Currently, Equiano and Dunant, the two cables Google is building between the US east coast and France and between Portugal and South Africa, respectively, use a design with the most fiber pairs to date. Dunant, according to Google, has 12 fiber pairs. Equiano’s design, the company said, uses the same technology (called space-division multiplexing) that allows for such a big number of strands.
Google co-developed the Dunant technology together with SubCom, but at the time the internet giant announced Dunant (last April), NEC said it already had the technology to go up to 16 fiber pairs, and Google said it was already looking into 24-pair cables.
The 12-pair Dunant design can push data at 250 terabits per second – that’s enough to push all content in the Library of Congress across the Atlantic three times in a single second, according to Wired.
The new 20-pair NEC design, which the Japanese electronics and IT giant announced this week, is a 25-percent improvement in fiber count from its previous record of 16. In the announcement, the company also said it would soon go to “24 fiber pairs and beyond.”

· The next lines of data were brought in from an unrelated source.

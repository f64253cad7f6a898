//! The board aggregate.
//!
//! `Board` owns every column and, through them, every task. Callers refer to
//! tasks by [`TaskId`] and mutate them only through the operations here, which
//! keep `task.state` and column membership in lockstep.

use indexmap::IndexMap;
use tracing::{debug, warn};

use crate::column::Column;
use crate::error::LookupError;
use crate::notify::ChangeNotifier;
use crate::task::{Task, TaskEdit, TaskId};

/// Columns every new board starts with, in display order.
pub const DEFAULT_COLUMNS: [&str; 3] = ["Pending", "InProgress", "Done"];

/// Column whose tasks count as completed.
pub const DONE_COLUMN: &str = "Done";

/// Totals consumed by the progress dashboard.
#[derive(Debug, Clone, Copy, PartialEq, Eq, Default)]
pub struct CountSummary {
    pub total: usize,
    pub completed: usize,
}

impl CountSummary {
    /// Completed fraction in `0.0..=1.0`; zero for an empty board.
    pub fn ratio(&self) -> f64 {
        if self.total == 0 {
            0.0
        } else {
            self.completed as f64 / self.total as f64
        }
    }

    pub fn percent(&self) -> f64 {
        self.ratio() * 100.0
    }
}

#[derive(Debug)]
pub struct Board {
    columns: IndexMap<String, Column>,
    next_color: usize,
    done_column: String,
    filter: String,
    notifier: ChangeNotifier,
}

impl Default for Board {
    fn default() -> Self {
        Board::with_columns(DEFAULT_COLUMNS, DONE_COLUMN)
    }
}

impl Board {
    /// A board with the `Pending`, `InProgress` and `Done` columns.
    pub fn new() -> Self {
        Self::default()
    }

    /// A board bootstrapped with the given columns.
    ///
    /// `done_column` names the column counted as completed; it does not need to
    /// be among `columns`.
    pub fn with_columns<I, S>(columns: I, done_column: impl Into<String>) -> Self
    where
        I: IntoIterator<Item = S>,
        S: AsRef<str>,
    {
        let mut board = Board {
            columns: IndexMap::new(),
            next_color: 0,
            done_column: done_column.into(),
            filter: String::new(),
            notifier: ChangeNotifier::new(),
        };
        for name in columns {
            board.create_column(name.as_ref());
        }
        board
    }

    // ----- column management -----

    /// Append an empty column. Returns false, changing nothing, if the name is taken.
    pub fn create_column(&mut self, name: &str) -> bool {
        if self.columns.contains_key(name) {
            return false;
        }
        let column = Column::new(name, self.next_color);
        self.next_color += 1;
        self.columns.insert(name.to_string(), column);
        debug!(column = name, "created column");
        true
    }

    /// Columns in creation order.
    pub fn columns(&self) -> impl Iterator<Item = &Column> {
        self.columns.values()
    }

    pub fn column(&self, name: &str) -> Option<&Column> {
        self.columns.get(name)
    }

    pub fn column_at(&self, idx: usize) -> Option<&Column> {
        self.columns.get_index(idx).map(|(_, c)| c)
    }

    pub fn column_names(&self) -> Vec<&str> {
        self.columns.keys().map(String::as_str).collect()
    }

    pub fn column_count(&self) -> usize {
        self.columns.len()
    }

    pub fn contains_column(&self, name: &str) -> bool {
        self.columns.contains_key(name)
    }

    /// Where new tasks land by default.
    pub fn first_column(&self) -> Option<&str> {
        self.columns.keys().next().map(String::as_str)
    }

    pub fn done_column(&self) -> &str {
        &self.done_column
    }

    // ----- task placement -----

    /// Append `task` to the column named by its state, creating that column if needed.
    ///
    /// A task whose id is already on the board gets a fresh id. Returns the id
    /// the task ends up with.
    pub fn add_task(&mut self, mut task: Task) -> TaskId {
        if self.locate(&task.id).is_some() {
            let fresh = TaskId::new();
            warn!(old = %task.id, new = %fresh, "duplicate task id, issuing a new one");
            task.id = fresh;
        }
        if !self.columns.contains_key(&task.state) {
            let name = task.state.clone();
            self.create_column(&name);
        }
        let id = task.id.clone();
        if let Some(column) = self.columns.get_mut(&task.state) {
            debug!(task = %id, column = column.name(), "added task");
            column.push(task);
        }
        self.notifier.notify();
        id
    }

    /// Take a task off the board. `None` if it is not placed.
    pub fn remove_task(&mut self, id: &TaskId) -> Option<Task> {
        let (col, pos) = self.locate(id)?;
        let (_, column) = self.columns.get_index_mut(col)?;
        let task = column.take(pos);
        debug!(task = %id, column = column.name(), "removed task");
        self.notifier.notify();
        Some(task)
    }

    /// Move a task to the end of `target` and update its state.
    ///
    /// An unplaced task or an unknown target is a cancelled move: nothing
    /// changes and no notification is sent.
    pub fn move_task(&mut self, id: &TaskId, target: &str) -> bool {
        if !self.columns.contains_key(target) {
            debug!(task = %id, target, "move cancelled: no such column");
            return false;
        }
        let Some((col, pos)) = self.locate(id) else {
            debug!(task = %id, target, "move cancelled: task not on board");
            return false;
        };
        let Some((_, source)) = self.columns.get_index_mut(col) else {
            return false;
        };
        let task = source.take(pos);
        if let Some(dest) = self.columns.get_mut(target) {
            dest.push(task);
        }
        debug!(task = %id, target, "moved task");
        self.notifier.notify();
        true
    }

    /// Apply field deltas to a task in place. Notifies only when something changed.
    pub fn edit_task(&mut self, id: &TaskId, edit: TaskEdit) -> bool {
        let Some((col, pos)) = self.locate(id) else {
            return false;
        };
        let changed = self
            .columns
            .get_index_mut(col)
            .and_then(|(_, c)| c.get_mut(pos))
            .map(|task| edit.apply(task))
            .unwrap_or(false);
        if changed {
            debug!(task = %id, "edited task");
            self.notifier.notify();
        }
        changed
    }

    /// Empty every column but keep the columns themselves.
    pub fn clear_all_tasks(&mut self) {
        for column in self.columns.values_mut() {
            column.clear();
        }
    }

    // ----- queries -----

    /// (column index, position in column) of a task.
    pub fn locate(&self, id: &TaskId) -> Option<(usize, usize)> {
        self.columns
            .values()
            .enumerate()
            .find_map(|(ci, c)| c.position(id).map(|pi| (ci, pi)))
    }

    pub fn task(&self, id: &TaskId) -> Option<&Task> {
        let (col, pos) = self.locate(id)?;
        self.column_at(col)?.tasks().get(pos)
    }

    /// Every task, columns in order, tasks in stored order.
    pub fn all_tasks(&self) -> Vec<&Task> {
        self.columns.values().flat_map(|c| c.tasks()).collect()
    }

    /// Owned copy of [`Board::all_tasks`], handed to persistence and reports.
    pub fn snapshot(&self) -> Vec<Task> {
        self.all_tasks().into_iter().cloned().collect()
    }

    pub fn task_count(&self) -> usize {
        self.columns.values().map(Column::len).sum()
    }

    pub fn count_summary(&self) -> CountSummary {
        CountSummary {
            total: self.task_count(),
            completed: self.columns.get(&self.done_column).map_or(0, Column::len),
        }
    }

    /// Resolve a full id, a unique id prefix, or a unique title (case-insensitive).
    pub fn resolve(&self, identifier: &str) -> Result<TaskId, LookupError> {
        let needle = identifier.trim();
        let tasks = self.all_tasks();

        if let Some(t) = tasks.iter().find(|t| t.id.as_str() == needle) {
            return Ok(t.id.clone());
        }

        let by_prefix: Vec<&&Task> = tasks.iter().filter(|t| t.id.as_str().starts_with(needle)).collect();
        if needle.len() >= 4 && by_prefix.len() == 1 {
            return Ok(by_prefix[0].id.clone());
        }

        let lower = needle.to_lowercase();
        let by_title: Vec<&&Task> = tasks.iter().filter(|t| t.title.to_lowercase() == lower).collect();
        match by_title.len() {
            1 => Ok(by_title[0].id.clone()),
            0 if by_prefix.len() > 1 => Err(ambiguous(needle, &by_prefix)),
            0 => Err(LookupError::NotFound(needle.to_string())),
            _ => Err(ambiguous(needle, &by_title)),
        }
    }

    // ----- view filter -----

    /// Set the text filter. Only visibility changes; stored data is untouched.
    ///
    /// The query is lowercased but otherwise matched as typed, spaces included.
    pub fn filter(&mut self, query: &str) {
        self.filter = query.to_lowercase();
    }

    pub fn filter_query(&self) -> &str {
        &self.filter
    }

    pub fn is_visible(&self, task: &Task) -> bool {
        task.matches(&self.filter)
    }

    /// Tasks of a column that pass the current filter.
    pub fn visible_tasks(&self, column: &str) -> Vec<&Task> {
        self.columns
            .get(column)
            .map(|c| c.tasks().iter().filter(|t| self.is_visible(t)).collect())
            .unwrap_or_default()
    }

    // ----- change notification -----

    /// Run `listener` after every membership or field change.
    pub fn on_change(&mut self, listener: impl FnMut() + 'static) {
        self.notifier.subscribe(listener);
    }

    pub fn revision(&self) -> u64 {
        self.notifier.revision()
    }
}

Companies like NEC, TE Subcom, and Alcatel-Lucent have been under pressure to increase capacity of submarine cables from internet and cloud giants like Google, Facebook, and Microsoft. Even though there is plenty of unutilized capacity on existing, older cables owned by telco consorita, the tech companies in recent years have been investing in their own intercontinental systems to shuttle data between their global data centers. They want control over their own network capacity as well as redundant routes to ensure network uptime and don't mind spending hundreds of millions of dollars to get those things.
Increasing the number of fiber pairs didn’t require any radical changes to NEC’s cable-system design, the company said. It took “only minor modifications to its proven repeater and cable designs. This was done by optimizing key repeater components.”
The company continues using its decade-old “quadruple pump sharing technology” in its new 20-fiber-pair repeaters.
Pumps are key components within repeaters that sit along the length of a cable on the ocean floor to amplify signal in the cable, which loses power as it travels over long distances. Space in repeater shelters is limited, imposing a limit on the number of pumps that can be used and, as a result, limiting the amount of fiber pairs that can be packed within a single cable.
NEC said it had already started mass production of its new optimized “wet plant.”